С ехидной улыбкой рядом с моей прекрасной женой и ребенком стоял Свободный. Это он запустил нового красного конкурента. Мне почудилось, что мои глаза также наливаются красным, а тем временем сынок уже что-то говорил этому негодяю, и жена обратила на него свой взгляд.
– А-а-а! – прокричал я и понесся за своим мячом-неудачником. Пока я бежал, левый красный противник шуровал со мной наперегонки. Мой шарик все прибавлял и прибавлял в весе, и теперь пришлось цеплять его обеими руками.
– А ну, вперед! – пока я выкрикивал, правый мяч испортил все настроение.
Дальше память стала сохранять только фрагменты: я изо всех сил пытался двигать свой шар дальше, а тот только разбухал и отчаянно не желал ускоряться. В местах, которые память сохранила нечетко, кажется, я видел Поезд Желаний, и я словно несусь наперегонки с поездом, понимая однако, что обогнать его невозможно. Но железный хитрец тогда шел на попятную, замедлял скорость, порой останавливался, но лишь с тем, чтобы подзадорить меня. Только я добегал до локомотива, как тот улетал с места, будто сделанный из бумаги, а не из металлического сплава.
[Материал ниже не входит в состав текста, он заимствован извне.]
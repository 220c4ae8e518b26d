//! # AccessTokenRepository
//!
//! ログイン時に発行したアクセストークンを保存する。
//! ログアウトで削除し、ユーザー削除時は外部キーで連鎖削除される。

use async_trait::async_trait;
use chrono::{DateTime, Utc};
use forum_domain::{
    access_token::{AccessToken, AccessTokenValue},
    user::UserId,
};
use sqlx::PgPool;
use uuid::Uuid;

use crate::{db::TxContext, error::InfraError};

#[async_trait]
pub trait AccessTokenRepository: Send + Sync {
    async fn insert(&self, tx: &mut TxContext, token: &AccessToken) -> Result<(), InfraError>;

    /// トークン文字列から発行済みトークンを検索する
    async fn find(&self, token: &AccessTokenValue) -> Result<Option<AccessToken>, InfraError>;

    /// トークンを失効させる（存在しなくてもエラーにしない）
    async fn delete(&self, tx: &mut TxContext, token: &AccessTokenValue)
    -> Result<(), InfraError>;
}

#[derive(sqlx::FromRow)]
struct AccessTokenRow {
    token:      String,
    user_id:    Uuid,
    created_at: DateTime<Utc>,
}

impl From<AccessTokenRow> for AccessToken {
    fn from(row: AccessTokenRow) -> Self {
        AccessToken::from_db(
            AccessTokenValue::from_string(row.token),
            UserId::from_uuid(row.user_id),
            row.created_at,
        )
    }
}

/// PostgreSQL 実装の AccessTokenRepository
#[derive(Debug, Clone)]
pub struct PostgresAccessTokenRepository {
    pool: PgPool,
}

impl PostgresAccessTokenRepository {
    pub fn new(pool: PgPool) -> Self {
        Self { pool }
    }
}

#[async_trait]
impl AccessTokenRepository for PostgresAccessTokenRepository {
    async fn insert(&self, tx: &mut TxContext, token: &AccessToken) -> Result<(), InfraError> {
        sqlx::query(
            r#"
            INSERT INTO access_tokens (token, user_id, created_at)
            VALUES ($1, $2, $3)
            "#,
        )
        .bind(token.token().as_str())
        .bind(token.user_id().as_uuid())
        .bind(token.created_at())
        .execute(tx.conn())
        .await?;

        Ok(())
    }

    async fn find(&self, token: &AccessTokenValue) -> Result<Option<AccessToken>, InfraError> {
        let row = sqlx::query_as::<_, AccessTokenRow>(
            r#"
            SELECT token, user_id, created_at
            FROM access_tokens
            WHERE token = $1
            "#,
        )
        .bind(token.as_str())
        .fetch_optional(&self.pool)
        .await?;

        Ok(row.map(AccessToken::from))
    }

    async fn delete(
        &self,
        tx: &mut TxContext,
        token: &AccessTokenValue,
    ) -> Result<(), InfraError> {
        sqlx::query("DELETE FROM access_tokens WHERE token = $1")
            .bind(token.as_str())
            .execute(tx.conn())
            .await?;

        Ok(())
    }
}
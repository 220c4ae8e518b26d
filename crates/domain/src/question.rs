//! # 質問
//!
//! 質問エンティティと、タイトル・スラッグ・タグなどの値オブジェクトを定義する。
//!
//! ## スラッグ
//!
//! 質問はタイトルから導出したスラッグ（URL 用の識別子）で公開参照される。
//! スラッグは DB の一意制約で重複を防ぐため、同じタイトルの質問は作成できない。
//!
//! ## スコア
//!
//! `score` は投票台帳から導出される純投票数のキャッシュ。
//! 更新は投票ユースケースのトランザクション内でのみ行い、
//! エンティティからは変更メソッドを公開しない。

use chrono::{DateTime, Utc};

use crate::{DomainError, user::UserId};

define_uuid_id! {
    /// 質問 ID（UUID v7）
    pub struct QuestionId;
}

define_validated_string! {
    /// 質問タイトル（1〜255 文字）
    pub struct QuestionTitle {
        label: "タイトル",
        max_length: 255,
    }
}

define_validated_string! {
    /// 質問本文（1〜20,000 文字）
    pub struct QuestionBody {
        label: "本文",
        max_length: 20_000,
    }
}

/// タグ 1 件あたりの最大文字数
const TAG_MAX_LENGTH: usize = 50;

/// スラッグの最大文字数（`questions.slug` の列長）
const SLUG_MAX_LENGTH: usize = 255;

/// URL 用スラッグ
///
/// 英数字（Unicode の英数字を含む）を小文字化して残し、
/// それ以外の文字の連続を 1 つの `-` に置き換える。
/// 小文字化で文字数が増える場合があるため、最大 255 文字で打ち切る。
#[derive(Debug, Clone, PartialEq, Eq, Hash, serde::Serialize, serde::Deserialize)]
pub struct Slug(String);

impl Slug {
    /// タイトルからスラッグを導出する
    ///
    /// # Errors
    ///
    /// 英数字を 1 文字も含まないタイトルの場合は `DomainError::Validation`。
    pub fn from_title(title: &QuestionTitle) -> Result<Self, DomainError> {
        let mut slug = String::with_capacity(title.as_str().len());
        let mut length = 0;
        let mut pending_separator = false;

        for c in title.as_str().chars() {
            if !c.is_alphanumeric() {
                pending_separator = true;
                continue;
            }
            if pending_separator && !slug.is_empty() {
                // 区切りの後に 1 文字も入らないなら打ち切る
                if length + 1 >= SLUG_MAX_LENGTH {
                    break;
                }
                slug.push('-');
                length += 1;
            }
            pending_separator = false;
            for lower in c.to_lowercase() {
                if length == SLUG_MAX_LENGTH {
                    break;
                }
                slug.push(lower);
                length += 1;
            }
            if length == SLUG_MAX_LENGTH {
                break;
            }
        }

        if slug.is_empty() {
            return Err(DomainError::Validation(
                "タイトルには英数字を含める必要があります".to_string(),
            ));
        }

        Ok(Self(slug))
    }

    /// DB やパスパラメータから復元する
    pub fn from_string(value: impl Into<String>) -> Self {
        Self(value.into())
    }

    pub fn as_str(&self) -> &str {
        &self.0
    }
}

impl std::fmt::Display for Slug {
    fn fmt(&self, f: &mut std::fmt::Formatter<'_>) -> std::fmt::Result {
        write!(f, "{}", self.0)
    }
}

/// タグの集合（入力順を保持し、重複を除く）
#[derive(Debug, Clone, Default, PartialEq, Eq, serde::Serialize, serde::Deserialize)]
pub struct Tags(Vec<String>);

impl Tags {
    /// カンマ区切りの入力をパースする
    ///
    /// 各タグは trim と小文字化を行い、空要素は捨てる。
    pub fn parse(input: &str) -> Result<Self, DomainError> {
        let mut tags: Vec<String> = Vec::new();
        for raw in input.split(',') {
            let tag = raw.trim().to_lowercase();
            if tag.is_empty() {
                continue;
            }
            if tag.chars().count() > TAG_MAX_LENGTH {
                return Err(DomainError::Validation(format!(
                    "タグは {} 文字以内である必要があります",
                    TAG_MAX_LENGTH
                )));
            }
            if !tags.contains(&tag) {
                tags.push(tag);
            }
        }
        Ok(Self(tags))
    }

    /// DB から復元する
    pub fn from_vec(tags: Vec<String>) -> Self {
        Self(tags)
    }

    pub fn as_slice(&self) -> &[String] {
        &self.0
    }

    pub fn contains(&self, tag: &str) -> bool {
        self.0.iter().any(|t| t == tag)
    }

    pub fn is_empty(&self) -> bool {
        self.0.is_empty()
    }
}

/// 質問エンティティ
///
/// # 不変条件
///
/// - `slug` は常に現在の `title` から導出された値
/// - `score` は台帳上の up 票数 − down 票数と一致する
#[derive(Debug, Clone, PartialEq, Eq)]
pub struct Question {
    id:         QuestionId,
    user_id:    UserId,
    title:      QuestionTitle,
    slug:       Slug,
    body:       QuestionBody,
    tags:       Tags,
    view_count: i64,
    score:      i64,
    created_at: DateTime<Utc>,
    updated_at: DateTime<Utc>,
}

/// 質問の新規作成パラメータ
pub struct NewQuestion {
    pub id:      QuestionId,
    pub user_id: UserId,
    pub title:   QuestionTitle,
    pub body:    QuestionBody,
    pub tags:    Tags,
    pub now:     DateTime<Utc>,
}

/// 質問の DB 復元パラメータ
pub struct QuestionRecord {
    pub id:         QuestionId,
    pub user_id:    UserId,
    pub title:      QuestionTitle,
    pub slug:       Slug,
    pub body:       QuestionBody,
    pub tags:       Tags,
    pub view_count: i64,
    pub score:      i64,
    pub created_at: DateTime<Utc>,
    pub updated_at: DateTime<Utc>,
}

/// 質問の編集内容
///
/// `tags` が `None` の場合は既存のタグを維持する。
pub struct QuestionRevision {
    pub title: QuestionTitle,
    pub body:  QuestionBody,
    pub tags:  Option<Tags>,
}

impl Question {
    /// 新しい質問を作成する
    ///
    /// スラッグはタイトルから導出する。閲覧数とスコアは 0 で始まる。
    pub fn new(params: NewQuestion) -> Result<Self, DomainError> {
        let slug = Slug::from_title(&params.title)?;
        Ok(Self {
            id: params.id,
            user_id: params.user_id,
            title: params.title,
            slug,
            body: params.body,
            tags: params.tags,
            view_count: 0,
            score: 0,
            created_at: params.now,
            updated_at: params.now,
        })
    }

    /// 既存のデータから復元する
    pub fn from_db(record: QuestionRecord) -> Self {
        Self {
            id:         record.id,
            user_id:    record.user_id,
            title:      record.title,
            slug:       record.slug,
            body:       record.body,
            tags:       record.tags,
            view_count: record.view_count,
            score:      record.score,
            created_at: record.created_at,
            updated_at: record.updated_at,
        }
    }

    /// 編集内容を反映した新しいインスタンスを返す
    pub fn revised(self, revision: QuestionRevision, now: DateTime<Utc>) -> Result<Self, DomainError> {
        let slug = Slug::from_title(&revision.title)?;
        Ok(Self {
            title: revision.title,
            slug,
            body: revision.body,
            tags: revision.tags.unwrap_or(self.tags),
            updated_at: now,
            ..self
        })
    }

    /// 指定ユーザーが作成者かどうか
    pub fn is_authored_by(&self, user_id: &UserId) -> bool {
        &self.user_id == user_id
    }

    // Getter メソッド

    pub fn id(&self) -> &QuestionId {
        &self.id
    }

    pub fn user_id(&self) -> &UserId {
        &self.user_id
    }

    pub fn title(&self) -> &QuestionTitle {
        &self.title
    }

    pub fn slug(&self) -> &Slug {
        &self.slug
    }

    pub fn body(&self) -> &QuestionBody {
        &self.body
    }

    pub fn tags(&self) -> &Tags {
        &self.tags
    }

    pub fn view_count(&self) -> i64 {
        self.view_count
    }

    pub fn score(&self) -> i64 {
        self.score
    }

    pub fn created_at(&self) -> DateTime<Utc> {
        self.created_at
    }

    pub fn updated_at(&self) -> DateTime<Utc> {
        self.updated_at
    }
}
Когда я вконец измотался, я вновь оказался сидящим на покрытой сочной травой поляне, где мог опять «насладиться» игрой в мяч. Жена и сын болели за меня, подбадривали, переживали. Я был окрылен их поддержкой и готов снова состязаться в сумасшедшей игре, правил которой не понимал.
– Однако надо внести, – тот, кто кидал мяч слева от меня, оказался джентльменом Стивом. Ух, и раззадорил меня, проклятый!
– Мне кажется, вы нечестно играете!
– Вам ли меня упрекать, Благой! Вы здесь новичок, поднатореете еще.
– У вас же мяч легче, признайтесь!
– Каждый сам выбирает вес своего мяча, уважаемый! И, между тем, надо бы внести.
– Я вас не понимаю. Как это – сам выбирает?
Вместо ответа Стив обернулся и со слабой улыбкой посмотрел на мою жену и ребенка. За его спиной никаких болельщиков не было.
– Я-я-ясно! – промямлил я.
– В мои-то годы… – с наигранным сожалением произнес старик. – Так как насчет взноса?
Деньги в джунглях не водились. Были редкие занесенные монеты из драгоценных металлов, которыми можно было подкупить охранника, например. Но в остальном деньги были ни к чему. Поэтому до того момента я решительно не понимал, чего он хочет.
Стив в очередной раз замахнулся и кинул мяч досадно далеко:
– Вы спросите у жены. Она вам поможет!
– Мой дорогой, – без вопроса начала жена, уже спешившая следом, – давай, я отдам ему чуть-чуть. Нам с сыном должно хватить, не так ли?
– Наверное… – мною овладела растерянность.
Жена сунула мне в руку несколько шикарных по исполнению монет и добавила:
– Это больше половины того, что ты заработал, дорогой.
– Я заработал?
– Ты ведь кидаешь шары! – она искренне изумилась.
– Да, – растерялся я, – кидаю, но не за деньги, так…
– За это платят, кормилец наш! Теперь вперед, вперед!
Пока я замахивался для очередного броска, меня терзало противоречие: платить за то, что я кидаю мячи, и потом кидать мячи, чтобы за это кто-то платил?! Но я оставил эту головоломку нерешенной; еще бы, у меня новый стимул: плата за дело, которым я бы занимался и без денег!
Очередной бросок, приступ злобы за мяч Свободного, который всегда норовил оказаться впереди. Да еще вечно наступающий на пятки Стив.
Мои мысли и чувства безоглядно ушли в эту гонку, хотя я уже валился с ног, а мяч весил тонну. Но сзади жалобно смотрела милая сердцу дама, и ныл ребенок.
Когда тучи отчаяния раздвигались, я находил немного сил и толкал мячик от себя. У женщины, которая всегда смотрела в глаза и величала меня «дорогой», – у нее от моей изматывающей гонки оказывались деньги, и одно это приносило утешение. После глотка умиления в памяти снова возникал провал: то ли исступление, то ли рождающееся безумие. Когда я вдруг спотыкался, то, не ударившись о землю, чудом возвращал себе равновесие. Потом картина менялась, и я снова бежал наперегонки с поездом в неравной гонке. Мне хотелось вскочить внутрь, но дверь уходила вперед, или я не попадал рукой на поручень. Вот-вот поезд совсем убежит. Я терял надежду и сбавлял скорость.